**WHAT IS REQUIRED:** Copy out every line holding the string "StreamDecoder" from the records below.

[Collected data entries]

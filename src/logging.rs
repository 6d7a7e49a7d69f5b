//! Journal of finished generations, persisted as JSONL.
//!
//! Diagnostics go through `tracing`; this journal only records the outcome
//! of each generation (vendor, model, finish reason, usage) so token spend
//! can be reviewed later.

use chrono::{DateTime, Utc};
use serde::{Deserialize, Serialize};
use std::collections::VecDeque;
use std::fs::{File, OpenOptions};
use std::io::{BufRead, BufReader, BufWriter, Write};
use std::path::Path;
use std::sync::{Arc, Mutex};

use crate::providers::Vendor;
use crate::translate::streaming::Completion;
use crate::translate::types::{FinishReason, Usage};

const MAX_RECORDS: usize = 10_000;

#[derive(Debug, Clone, PartialEq, Serialize, Deserialize)]
pub struct GenerationRecord {
    pub timestamp: DateTime<Utc>,
    pub vendor: Vendor,
    pub model: String,
    #[serde(skip_serializing_if = "Option::is_none")]
    pub finish_reason: Option<FinishReason>,
    #[serde(skip_serializing_if = "Option::is_none")]
    pub usage: Option<Usage>,
}

impl GenerationRecord {
    pub fn new(vendor: Vendor, model: impl Into<String>) -> Self {
        Self {
            timestamp: Utc::now(),
            vendor,
            model: model.into(),
            finish_reason: None,
            usage: None,
        }
    }

    /// Record the outcome of a finished stream.
    pub fn with_completion(mut self, completion: &Completion) -> Self {
        self.finish_reason = completion.finish_reason;
        self.usage = completion.usage.clone();
        self
    }
}

/// Ring buffer of recent records backed by an append-only JSONL file.
pub struct GenerationJournal {
    records: VecDeque<GenerationRecord>,
    writer: BufWriter<File>,
}

impl GenerationJournal {
    /// Open (or create) the journal at `file_path`, replaying what is there.
    pub fn open(file_path: impl AsRef<Path>) -> std::io::Result<Self> {
        let file_path = file_path.as_ref();

        if let Some(parent) = file_path.parent() {
            std::fs::create_dir_all(parent)?;
        }

        let mut records = VecDeque::with_capacity(MAX_RECORDS);

        if file_path.exists() {
            let reader = BufReader::new(File::open(file_path)?);
            for line in reader.lines().map_while(std::result::Result::ok) {
                if let Ok(record) = serde_json::from_str::<GenerationRecord>(&line) {
                    if records.len() >= MAX_RECORDS {
                        records.pop_front();
                    }
                    records.push_back(record);
                }
            }
        }

        let file = OpenOptions::new()
            .create(true)
            .append(true)
            .open(file_path)?;

        Ok(Self {
            records,
            writer: BufWriter::new(file),
        })
    }

    pub fn record(&mut self, record: GenerationRecord) {
        match serde_json::to_string(&record) {
            Ok(json) => {
                if let Err(e) = writeln!(self.writer, "{json}").and_then(|()| self.writer.flush()) {
                    tracing::warn!(error = %e, "Failed to append to generation journal");
                }
            }
            Err(e) => tracing::warn!(error = %e, "Failed to serialize generation record"),
        }
        if self.records.len() >= MAX_RECORDS {
            self.records.pop_front();
        }
        self.records.push_back(record);
    }

    /// Most recent records first.
    pub fn recent(&self, limit: usize) -> Vec<GenerationRecord> {
        self.records.iter().rev().take(limit).cloned().collect()
    }
}

#[derive(Clone)]
pub struct SharedJournal(Arc<Mutex<GenerationJournal>>);

impl SharedJournal {
    pub fn open(file_path: impl AsRef<Path>) -> std::io::Result<Self> {
        Ok(Self(Arc::new(Mutex::new(GenerationJournal::open(file_path)?))))
    }

    pub fn record(&self, record: GenerationRecord) {
        if let Ok(mut journal) = self.0.lock() {
            journal.record(record);
        }
    }

    pub fn recent(&self, limit: usize) -> Vec<GenerationRecord> {
        self.0.lock().map(|j| j.recent(limit)).unwrap_or_default()
    }
}

#[cfg(test)]
mod tests {
    use super::*;
    use tempfile::TempDir;

    fn finished(output_tokens: u64) -> Completion {
        Completion {
            finish_reason: Some(FinishReason::Stop),
            usage: Some(Usage {
                output_tokens: Some(output_tokens),
                ..Usage::default()
            }),
            ..Completion::default()
        }
    }

    #[test]
    fn test_records_survive_reopen() {
        let dir = TempDir::new().unwrap();
        let path = dir.path().join("nested").join("journal.jsonl");

        let journal = SharedJournal::open(&path).unwrap();
        journal.record(GenerationRecord::new(Vendor::Anthropic, "claude").with_completion(&finished(5)));
        journal.record(GenerationRecord::new(Vendor::Google, "gemini").with_completion(&finished(9)));
        drop(journal);

        let reopened = SharedJournal::open(&path).unwrap();
        let recent = reopened.recent(10);
        assert_eq!(recent.len(), 2);
        assert_eq!(recent[0].model, "gemini");
        assert_eq!(recent[0].usage.as_ref().unwrap().output_tokens, Some(9));
        assert_eq!(recent[1].vendor, Vendor::Anthropic);
    }

    #[test]
    fn test_garbage_lines_are_skipped_on_replay() {
        let dir = TempDir::new().unwrap();
        let path = dir.path().join("journal.jsonl");
        std::fs::write(&path, "not json\n").unwrap();

        let journal = SharedJournal::open(&path).unwrap();
        assert!(journal.recent(5).is_empty());

        journal.record(GenerationRecord::new(Vendor::OpenAiChat, "gpt"));
        let text = std::fs::read_to_string(&path).unwrap();
        assert_eq!(text.lines().count(), 2);
        assert!(text.lines().last().unwrap().contains("\"vendor\":\"openai_chat\""));
    }

    #[test]
    fn test_recent_respects_limit() {
        let dir = TempDir::new().unwrap();
        let journal = SharedJournal::open(dir.path().join("j.jsonl")).unwrap();
        for i in 0..5 {
            journal.record(GenerationRecord::new(Vendor::OpenAiChat, format!("m{i}")));
        }
        let recent = journal.recent(2);
        assert_eq!(recent.len(), 2);
        assert_eq!(recent[0].model, "m4");
    }
}
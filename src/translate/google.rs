//! Decoder for Gemini `streamGenerateContent?alt=sse` streams.
//!
//! Each payload is a complete `GenerateContentResponse` rather than a typed
//! event. Function calls arrive whole (Gemini never splits `args` across
//! payloads), so they are registered and finalized in the payload that
//! carries them.

use tracing::debug;
use uuid::Uuid;

use super::google_types::{FunctionCall, GenerateContentResponse};
use super::state::UnifiedStreamState;
use super::streaming::StreamDecoder;
use super::types::{FinishReason, UnifiedChunk, Usage};
use crate::error::Result;

#[derive(Debug, Default)]
pub struct GoogleDecoder {
    state: UnifiedStreamState,
    /// Usage metadata seen before the payload carrying `finishReason`.
    pending_usage: Option<Usage>,
}

impl GoogleDecoder {
    pub fn new() -> Self {
        Self::default()
    }

    #[must_use]
    pub fn state(&self) -> &UnifiedStreamState {
        &self.state
    }

    pub fn process_payload(&mut self, payload: GenerateContentResponse) -> Option<UnifiedChunk> {
        let usage = payload
            .usage_metadata
            .as_ref()
            .map(|u| u.to_usage())
            .filter(Usage::has_tokens);

        let Some(candidate) = payload.candidates.and_then(|c| c.into_iter().next()) else {
            let usage = usage.or_else(|| self.pending_usage.take())?;
            return Some(
                self.state
                    .create_chunk("", Some(FinishReason::Stop), Some(usage)),
            );
        };

        if usage.is_some() {
            self.pending_usage = usage;
        }

        let mut text = String::new();
        let mut thoughts = String::new();
        let mut saw_call = false;

        for part in candidate.content.map(|c| c.parts).unwrap_or_default() {
            if let Some(call) = part.function_call {
                self.register_call(call);
                saw_call = true;
            }
            match part.text {
                Some(t) if part.thought == Some(true) => thoughts.push_str(&t),
                Some(t) => text.push_str(&t),
                None => {}
            }
        }

        let reasoning = (!thoughts.is_empty()).then(|| self.state.add_reasoning_delta(&thoughts));
        if !text.is_empty() {
            self.state.add_content_delta(&text);
        }

        let finish = candidate.finish_reason.as_deref().map(map_finish_reason);

        let mut out = match finish {
            Some(reason) => self
                .state
                .create_chunk(&text, Some(reason), self.pending_usage.take()),
            None if saw_call => UnifiedChunk {
                tool_calls: self.state.finalize_tool_calls(),
                ..self.state.create_chunk(&text, None, None)
            },
            None if !text.is_empty() || reasoning.is_some() => {
                self.state.create_chunk(&text, None, None)
            }
            None => return None,
        };
        out.reasoning = reasoning;
        Some(out)
    }

    fn register_call(&mut self, call: FunctionCall) {
        let id = call
            .id
            .filter(|id| !id.is_empty())
            .unwrap_or_else(|| format!("call_{}", Uuid::new_v4().simple()));
        let arguments = if call.args.is_null() {
            "{}".to_string()
        } else {
            call.args.to_string()
        };
        self.state.init_tool_call(&id, &call.name);
        self.state.set_tool_call_args(&id, &arguments);
    }
}

impl StreamDecoder for GoogleDecoder {
    fn decode_line(&mut self, line: &str) -> Result<Option<UnifiedChunk>> {
        match serde_json::from_str::<GenerateContentResponse>(line) {
            Ok(payload) => Ok(self.process_payload(payload)),
            Err(e) => {
                debug!(error = %e, "Skipping unparseable Gemini payload");
                Ok(None)
            }
        }
    }
}

/// Map a Gemini `finishReason`. Anything function or tool related is a tool
/// stop; unknown reasons (`SAFETY`, `RECITATION`, ...) end normally.
#[must_use]
pub fn map_finish_reason(reason: &str) -> FinishReason {
    match reason {
        "STOP" => FinishReason::Stop,
        "MAX_TOKENS" => FinishReason::Length,
        r if r.contains("FUNCTION") || r.contains("TOOL") => FinishReason::ToolUse,
        _ => FinishReason::Stop,
    }
}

**SOLUTION TO THIS TASK:**
use super::streaming::StreamDecoder;
impl StreamDecoder for GoogleDecoder {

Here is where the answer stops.